Une fois par sixaine, Darren Flèche-Sombre arpentait les remparts du fort, une sorte de parcours d'athlétisme pour se garder en forme. Il y avait des sentinelles, bien sûr : il s'efforçait de rester invisible à leurs yeux, de déjouer leurs rondes, de tromper leur regard, de les frôler sans qu'elles ne réalisent qu'ils étaient épiés.
Techniquement, il avait le le droit d'être là, mais s'il s'était promené au vu et au su de tous, sa présence serait sans doute remontée aux oreilles du général Maelwyn, qui l'aurait interrogé sur cette manie. Il y aurait lu un manque de confiance envers les gardes humains, probablement, ou une bizarrerie tout elfique.
Darren ne comprenait plus la logique derrière les actes de son supérieur et cela l'inquiétait. Depuis les débuts de leur collaboration, ils avaient toujours fonctionné sans heurts, respectueux de leurs compétences respectives, dans une relative harmonie.
Le général était difficile, mais Darren était patient et prêt à s'adapter à ses travers, fruit d'un long apprentissage aux côtés des humains.
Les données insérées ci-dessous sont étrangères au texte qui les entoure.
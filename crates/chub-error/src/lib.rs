// SPDX-License-Identifier: MIT OR Apache-2.0
//! Unified error taxonomy with stable error codes for config-hub.
//!
//! Every classified error carries an [`ErrorCode`] (a machine-readable,
//! stable string tag), a human-readable message, and an optional source
//! error. Component crates define their own `thiserror::Error` enums for
//! local failure modes and convert into [`ChubError`] at their API
//! boundary.

#![deny(unsafe_code)]
#![warn(missing_docs)]

use serde::{Deserialize, Serialize};
use std::fmt;

// ---------------------------------------------------------------------------
// ErrorCategory
// ---------------------------------------------------------------------------

/// Broad family that an [`ErrorCode`] belongs to.
#[derive(Debug, Clone, Copy, PartialEq, Eq, Hash, Serialize, Deserialize)]
#[serde(rename_all = "snake_case")]
pub enum ErrorCategory {
    /// Git source / repository errors.
    Git,
    /// Credhub source / credential index errors.
    Credhub,
    /// Source descriptor / startup configuration errors.
    Config,
    /// Aggregator fan-out and merge errors.
    Aggregation,
    /// Property parsing and flattening errors.
    Properties,
    /// Catch-all for unexpected internal errors.
    Internal,
}

impl fmt::Display for ErrorCategory {
    fn fmt(&self, f: &mut fmt::Formatter<'_>) -> fmt::Result {
        let s = match self {
            Self::Git => "git",
            Self::Credhub => "credhub",
            Self::Config => "config",
            Self::Aggregation => "aggregation",
            Self::Properties => "properties",
            Self::Internal => "internal",
        };
        f.write_str(s)
    }
}

// ---------------------------------------------------------------------------
// ErrorCode
// ---------------------------------------------------------------------------

/// Machine-readable, stable error code (see spec §7 "Error kinds").
#[derive(Debug, Clone, Copy, PartialEq, Eq, Hash, Serialize, Deserialize)]
#[serde(rename_all = "SCREAMING_SNAKE_CASE")]
pub enum ErrorCode {
    /// A source descriptor failed validation at startup.
    DescriptorInvalid,
    /// A second credhub source descriptor was constructed.
    OnlyOneCredhubSource,
    /// A git fetch failed and `failOnFetch` escalated it.
    UnableToFetch,
    /// A git checkout failed (always fatal to the request).
    UnableToCheckout,
    /// A bearer token could not be acquired.
    TokenAcquisition,
    /// A property file failed to parse; the file is skipped.
    ParseFailure,
    /// The credential store could not be listed.
    StoreUnavailable,
    /// An existing credential could not be read back.
    CredentialReadFailure,
}

impl ErrorCode {
    /// The [`ErrorCategory`] this code is classified under.
    pub fn category(&self) -> ErrorCategory {
        match self {
            Self::DescriptorInvalid => ErrorCategory::Config,
            Self::OnlyOneCredhubSource => ErrorCategory::Credhub,
            Self::UnableToFetch | Self::UnableToCheckout | Self::TokenAcquisition => {
                ErrorCategory::Git
            }
            Self::ParseFailure => ErrorCategory::Properties,
            Self::StoreUnavailable | Self::CredentialReadFailure => ErrorCategory::Credhub,
        }
    }
}

impl fmt::Display for ErrorCode {
    fn fmt(&self, f: &mut fmt::Formatter<'_>) -> fmt::Result {
        let s = match self {
            Self::DescriptorInvalid => "DESCRIPTOR_INVALID",
            Self::OnlyOneCredhubSource => "ONLY_ONE_CREDHUB_SOURCE",
            Self::UnableToFetch => "UNABLE_TO_FETCH",
            Self::UnableToCheckout => "UNABLE_TO_CHECKOUT",
            Self::TokenAcquisition => "TOKEN_ACQUISITION",
            Self::ParseFailure => "PARSE_FAILURE",
            Self::StoreUnavailable => "STORE_UNAVAILABLE",
            Self::CredentialReadFailure => "CREDENTIAL_READ_FAILURE",
        };
        f.write_str(s)
    }
}

// ---------------------------------------------------------------------------
// ChubError
// ---------------------------------------------------------------------------

/// A classified error carrying a stable [`ErrorCode`] plus a human message.
#[derive(Debug)]
pub struct ChubError {
    /// The stable error code.
    pub code: ErrorCode,
    /// Human-readable message.
    pub message: String,
    /// Underlying cause, if any.
    pub source: Option<Box<dyn std::error::Error + Send + Sync>>,
}

impl ChubError {
    /// Construct a new classified error with no source.
    pub fn new(code: ErrorCode, message: impl Into<String>) -> Self {
        Self {
            code,
            message: message.into(),
            source: None,
        }
    }

    /// Attach an underlying cause.
    pub fn with_source(
        mut self,
        source: impl std::error::Error + Send + Sync + 'static,
    ) -> Self {
        self.source = Some(Box::new(source));
        self
    }
}

impl fmt::Display for ChubError {
    fn fmt(&self, f: &mut fmt::Formatter<'_>) -> fmt::Result {
        write!(f, "[{}] {}", self.code, self.message)
    }
}

impl std::error::Error for ChubError {
    fn source(&self) -> Option<&(dyn std::error::Error + 'static)> {
        self.source
            .as_deref()
            .map(|e| e as &(dyn std::error::Error + 'static))
    }
}
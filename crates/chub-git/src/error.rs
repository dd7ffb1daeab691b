use chub_error::{ChubError, ErrorCode};

/// Local failure modes for the git source, converted to [`ChubError`] at the
/// `chub-domain::Source` boundary.
#[derive(Debug, thiserror::Error)]
pub enum GitError {
    /// The descriptor failed validation (§4.5); carries every aggregated reason.
    #[error("invalid git source descriptor: {0}")]
    DescriptorInvalid(String),

    /// `git fetch` failed and `failOnFetch` escalated it.
    #[error("unable to fetch: {0}")]
    UnableToFetch(String),

    /// `git checkout` failed; always fatal to the request.
    #[error("unable to checkout {label}: {cause}")]
    UnableToCheckout {
        /// The ref that failed to check out.
        label: String,
        /// Captured git output.
        cause: String,
    },

    /// A bearer token could not be acquired.
    #[error("unable to obtain token: {0}")]
    TokenAcquisition(String),

    /// A property file failed to parse; caller skips the file.
    #[error("failed to parse {path}: {cause}")]
    ParseFailure {
        /// Path of the offending file.
        path: String,
        /// Parse error detail.
        cause: String,
    },
}

impl From<GitError> for ChubError {
    fn from(e: GitError) -> Self {
        let code = match &e {
            GitError::DescriptorInvalid(_) => ErrorCode::DescriptorInvalid,
            GitError::UnableToFetch(_) => ErrorCode::UnableToFetch,
            GitError::UnableToCheckout { .. } => ErrorCode::UnableToCheckout,
            GitError::TokenAcquisition(_) => ErrorCode::TokenAcquisition,
            GitError::ParseFailure { .. } => ErrorCode::ParseFailure,
        };
        ChubError::new(code, e.to_string())
    }
}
Maelwyn se révélait plus pragmatique que ne l'avaient été bien des dirigeants juvéliens avant lui, notamment le jeune Albérich Megrall, qui l'avait précédé. Sa popularité s'en ressentait mais, comme Darren lui-même, il était prêt à agir comme il le fallait, et non comme les gens de la rue l'espéraient. En ces temps troublés, la nuance était essentielle et salvatrice.
Bien sûr, ce n'était qu'un humain, un conseiller qui jouait son rôle un moment, qui régnait aujourd'hui, qui serait mort demain. Bien qu'il n'ait plus de contact avec la tribu qui l'avait vu naître, dans la lointaine Sylarith, Darren avait conservé la manière de penser elfique, différente des perspectives humaines. Chaque drame était un cahot. Ermeline avait raison de le penser insensible mais ce détachement le rendait plus efficace. Il était conscient de l'importance, pour les êtres dont il avait la charge, de chaque heure, chaque jour, chaque année. En tant qu'elfe, il avait la latitude – le devoir – de penser à plus long terme.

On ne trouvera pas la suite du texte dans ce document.